There isn't a single stack or framework which is indicated for a problem like this. The important thing is that you are comfortable with the framework you choose.

Ultimately, you're creating a pattern that is common all over the web: API → server → data → browser. The biggest challenge you will encounter in this endeavor is creating the charts, so pick that first. I'd suggest looking more closely at Chart.js first, but there are many other options.

In choosing your stack, work backward from your charting tool: 1. What will be the easiest and most flexible way to get the data into the chart? 2. What will be the easiest and most flexible way to structure the data for the chart?

Then, you can start picking the rest of your stack. Really, you don't need all the wizzbang of Lumen and Vue and microservices. Each library or framework you add will add complexity, reducing performance and stability, and adding time to develop and troubleshoot. Use the fewest libraries possible to keep your code small, simple, and lightweight. With a tool like Chart.js, you need only a way to deliver some html/css/js to a browser, data to the js, and collect data from an api POST.

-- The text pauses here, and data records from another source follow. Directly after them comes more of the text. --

use glam::{Mat4, Vec3};

use super::light_matrix::CascadeData;
use super::MAX_SHADOW_CASCADES;

/// Split distance written into unused cascade slots so selection never lands on them.
pub const INACTIVE_SPLIT_SENTINEL: f32 = 10_000.0;
pub const CSM_UNIFORM_SCALARS: usize = 72;
pub const CSM_UNIFORM_SIZE: usize = CSM_UNIFORM_SCALARS * std::mem::size_of::<f32>();

/// Fixed-layout cascade block consumed by shading passes. The shape never depends on how many
/// cascades are live; inactive slots carry identity matrices and the sentinel split.
#[repr(C)]
#[derive(Debug, Clone, Copy, PartialEq, bytemuck::Pod, bytemuck::Zeroable)]
pub struct CsmUniform {
    pub light_space_matrices: [[[f32; 4]; 4]; MAX_SHADOW_CASCADES],
    pub split_distances: [f32; MAX_SHADOW_CASCADES],
    /// x: active cascade count, y: CSM enabled (0/1), z: blend fraction, w: padding.
    pub params: [f32; 4],
}

const _: () = assert!(std::mem::size_of::<CsmUniform>() == CSM_UNIFORM_SIZE);

impl CsmUniform {
    pub fn pack(cascades: &[CascadeData], csm_enabled: bool, blend_fraction: f32) -> Self {
        let mut light_space_matrices = [Mat4::IDENTITY.to_cols_array_2d(); MAX_SHADOW_CASCADES];
        let mut split_distances = [INACTIVE_SPLIT_SENTINEL; MAX_SHADOW_CASCADES];
        let active = cascades.len().min(MAX_SHADOW_CASCADES);
        for (idx, cascade) in cascades.iter().take(active).enumerate() {
            light_space_matrices[idx] = cascade.light_space_matrix.to_cols_array_2d();
            split_distances[idx] = cascade.split_distance;
        }
        let params = [active as f32, if csm_enabled { 1.0 } else { 0.0 }, blend_fraction, 0.0];
        Self { light_space_matrices, split_distances, params }
    }

    pub fn as_bytes(&self) -> &[u8] {
        bytemuck::bytes_of(self)
    }

    pub fn as_scalars(&self) -> &[f32; CSM_UNIFORM_SCALARS] {
        bytemuck::cast_ref(self)
    }

    pub fn cascade_matrix(&self, slot: usize) -> Option<Mat4> {
        self.light_space_matrices.get(slot).map(Mat4::from_cols_array_2d)
    }

    pub fn active_cascades(&self) -> usize {
        self.params[0] as usize
    }
}

impl Default for CsmUniform {
    fn default() -> Self {
        Self::pack(&[], false, 0.0)
    }
}

/// Uniform data for one shadow pass, selected per draw through a dynamic offset.
#[repr(C)]
#[derive(Debug, Clone, Copy, PartialEq, bytemuck::Pod, bytemuck::Zeroable)]
pub struct ShadowPassUniform {
    pub light_space_matrix: [[f32; 4]; 4],
    pub light_position: [f32; 4],
}

impl ShadowPassUniform {
    pub fn new(light_space_matrix: Mat4, light_position: Vec3) -> Self {
        Self {
            light_space_matrix: light_space_matrix.to_cols_array_2d(),
            light_position: light_position.extend(1.0).to_array(),
        }
    }
}

/// One uniform buffer holding every pass slot at an aligned stride.
///
/// All slots are written before any pass is recorded. Rewriting a single region between
/// recorded draws would leave every draw seeing only the last write once the queue executes.
pub struct ShadowPassSlots {
    buffer: wgpu::Buffer,
    layout: wgpu::BindGroupLayout,
    bind_group: wgpu::BindGroup,
    stride: u32,
}

impl ShadowPassSlots {
    pub fn new(device: &wgpu::Device) -> Self {
        let alignment = device.limits().min_uniform_buffer_offset_alignment.max(1);
        let stride = align_to(std::mem::size_of::<ShadowPassUniform>() as u32, alignment);
        let binding_size = wgpu::BufferSize::new(std::mem::size_of::<ShadowPassUniform>() as u64);
        let layout = device.create_bind_group_layout(&wgpu::BindGroupLayoutDescriptor {
            label: Some("Shadow Pass BGL"),
            entries: &[wgpu::BindGroupLayoutEntry {
                binding: 0,
                visibility: wgpu::ShaderStages::VERTEX,
                ty: wgpu::BindingType::Buffer {
                    ty: wgpu::BufferBindingType::Uniform,
                    has_dynamic_offset: true,
                    min_binding_size: binding_size,
                },
                count: None,
            }],
        });
        let buffer = device.create_buffer(&wgpu::BufferDescriptor {
            label: Some("Shadow Pass Uniform Buffer"),
            size: u64::from(stride) * MAX_SHADOW_CASCADES as u64,
            usage: wgpu::BufferUsages::UNIFORM | wgpu::BufferUsages::COPY_DST,
            mapped_at_creation: false,
        });
        let bind_group = device.create_bind_group(&wgpu::BindGroupDescriptor {
            label: Some("Shadow Pass BG"),
            layout: &layout,
            entries: &[wgpu::BindGroupEntry {
                binding: 0,
                resource: wgpu::BindingResource::Buffer(wgpu::BufferBinding {
                    buffer: &buffer,
                    offset: 0,
                    size: binding_size,
                }),
            }],
        });
        Self { buffer, layout, bind_group, stride }
    }

    pub fn layout(&self) -> &wgpu::BindGroupLayout {
        &self.layout
    }

    pub fn bind_group(&self) -> &wgpu::BindGroup {
        &self.bind_group
    }

    pub fn stride(&self) -> u32 {
        self.stride
    }

    pub fn offset(&self, slot: usize) -> u32 {
        self.stride * slot.min(MAX_SHADOW_CASCADES - 1) as u32
    }

    pub fn write_all(&self, queue: &wgpu::Queue, slots: &[ShadowPassUniform]) {
        for (slot, data) in slots.iter().take(MAX_SHADOW_CASCADES).enumerate() {
            queue.write_buffer(&self.buffer, u64::from(self.offset(slot)), bytemuck::bytes_of(data));
        }
    }
}

pub(crate) fn align_to(value: u32, alignment: u32) -> u32 {
    value.div_ceil(alignment) * alignment
}

#[cfg(test)]
mod tests {
    use super::*;

    fn cascade(scale: f32, split: f32) -> CascadeData {
        CascadeData {
            light_space_matrix: Mat4::from_scale(Vec3::splat(scale)),
            split_distance: split,
            radius: scale,
        }
    }

    #[test]
    fn packed_block_is_288_bytes() {
        let packed = CsmUniform::pack(&[cascade(2.0, 10.0)], true, 0.1);
        assert_eq!(packed.as_bytes().len(), 288);
        assert_eq!(packed.as_scalars().len(), 72);
    }

    #[test]
    fn two_cascades_leave_sentinels_and_identity() {
        let packed = CsmUniform::pack(&[cascade(2.0, 10.0), cascade(3.0, 40.0)], true, 0.2);
        assert_eq!(packed.split_distances, [10.0, 40.0, INACTIVE_SPLIT_SENTINEL, INACTIVE_SPLIT_SENTINEL]);
        assert_eq!(packed.cascade_matrix(0), Some(Mat4::from_scale(Vec3::splat(2.0))));
        assert_eq!(packed.cascade_matrix(2), Some(Mat4::IDENTITY));
        assert_eq!(packed.cascade_matrix(3), Some(Mat4::IDENTITY));
        assert_eq!(packed.params, [2.0, 1.0, 0.2, 0.0]);
    }

    #[test]
    fn scalar_layout_puts_splits_after_matrices() {
        let packed = CsmUniform::pack(&[cascade(5.0, 12.5)], false, 0.1);
        let scalars = packed.as_scalars();
        assert_eq!(scalars[0], 5.0);
        assert_eq!(scalars[64], 12.5);
        assert_eq!(scalars[65], INACTIVE_SPLIT_SENTINEL);
        assert_eq!(scalars[68], 1.0);
        assert_eq!(scalars[69], 0.0);
    }

    #[test]
    fn stride_respects_alignment() {
        assert_eq!(align_to(80, 256), 256);
        assert_eq!(align_to(256, 256), 256);
        assert_eq!(align_to(300, 256), 512);
    }
}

If you really want to strip all of that down to something super-simple, and already almost done, "IoT" POST data to google-sheets, then retrieve it for your chart directly from the sheet. No server needed, just some browser code. It comes with the benefit that most of your code will be in javascript: update browser cache from sheet, structure for chart, update chart. However, if there is a requirement to have reactive (close to real-time updates without reloading page) charts, you'll have to use Node.js. Vue could do it, but it will be a painful journey getting it working cleanly.

Lastly, IoT is rarely standard API calls. It is almost always in MQTT, which is a completely different rabbit-hole I advise you avoid for now.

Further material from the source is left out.